Date of Award

12-21-2018

Degree Type

Dissertation

Degree Name

Doctor of Philosophy (PhD)

Department

Kinesiology and Health

First Advisor

Jianhua Wu, Ph.D.

Second Advisor

Mark Geil, Ph.D.

Third Advisor

Yuping Chen, Ph.D.

Fourth Advisor

Leslie Brandon, Ph.D.

Abstract

Cerebral palsy (CP) is the most common motor disability in childhood. Children with CP often develop abnormal gait patterns such as a shorter and slower step, a limited range-of-motion of the ankle, knee, and hip joints, and abnormal muscle spasticity and activation patterns.
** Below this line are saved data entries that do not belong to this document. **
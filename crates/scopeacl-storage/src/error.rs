//! Storage error types.

use thiserror::Error;

/// Storage-specific errors.
///
/// Backends surface their failures through this type unchanged; the engine
/// above never retries or masks them.
#[derive(Debug, Error)]
pub enum StorageError {
    /// A context with the same `(level, instance_id)` already exists.
    #[error("context already exists: {level}#{instance_id:?}")]
    ContextConflict {
        level: String,
        instance_id: Option<i64>,
    },

    /// The parent referenced by a new context does not exist.
    #[error("parent context not found: {parent_id}")]
    ParentNotFound { parent_id: i64 },

    /// Role not found.
    #[error("role not found: {role_id}")]
    RoleNotFound { role_id: i64 },

    /// Database connection error.
    #[error("database connection error: {message}")]
    ConnectionError { message: String },

    /// Invalid input error.
    #[error("invalid input: {message}")]
    InvalidInput { message: String },
}

/// Result type for storage operations.
pub type StorageResult<T> = Result<T, StorageError>;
Whole-body vibration (WBV) is a new intervention paradigm that has demonstrated its effectiveness in clinical populations such as adults with stroke and children with CP. However, the effect of WBV frequency and amplitude and the optimal intervention dosage have not been fully understood in children with CP. The purpose of this study was to evaluate the acute effect of single-session WBV with two different amplitudes on (a) muscle spasticity, spatiotemporal gait parameters, and standing posture, and (b) joint kinematics and muscle activation patterns during walking in children with CP. Ten children with spastic CP aged 7-17 years participated in this study. Two WBV sessions were presented with the same frequency of 20Hz but two amplitudes (low amplitude: 1mm and high amplitude: 2mm). Each vibration session included 6 sets of 90-second vibration exposure and 90-second rest. Modified Ashworth scale, overground walking, and 60-second quiet standing tasks were performed at baseline and after each WBV session. Four muscles were studied including lateral gastrocnemius, tibialis anterior, vastus lateralis, and biceps femoris from the affected side for those with hemiplegia diagnosis and from the less affected side for those with diplegia diagnosis. For data analysis, participants were categorized into either a high-response (increasing stride length after WBV intervention) or a low-response subgroup (no change in stride length). Both subgroups reduced spasticity after both WBV sessions, and the high-response subgroup displayed a decreased postural sway during standing after the high-amplitude WBV. Both subgroups, especially the high-response subgroup, displayed increased ankle range-of-motion and decreased muscle activity during overground walking, which might be due to the reduced spasticity. Our results suggest that a single-session of WBV intervention with a higher amplitude can induce an acute effect on reducing muscle spasticity and improving motor function in some children with CP.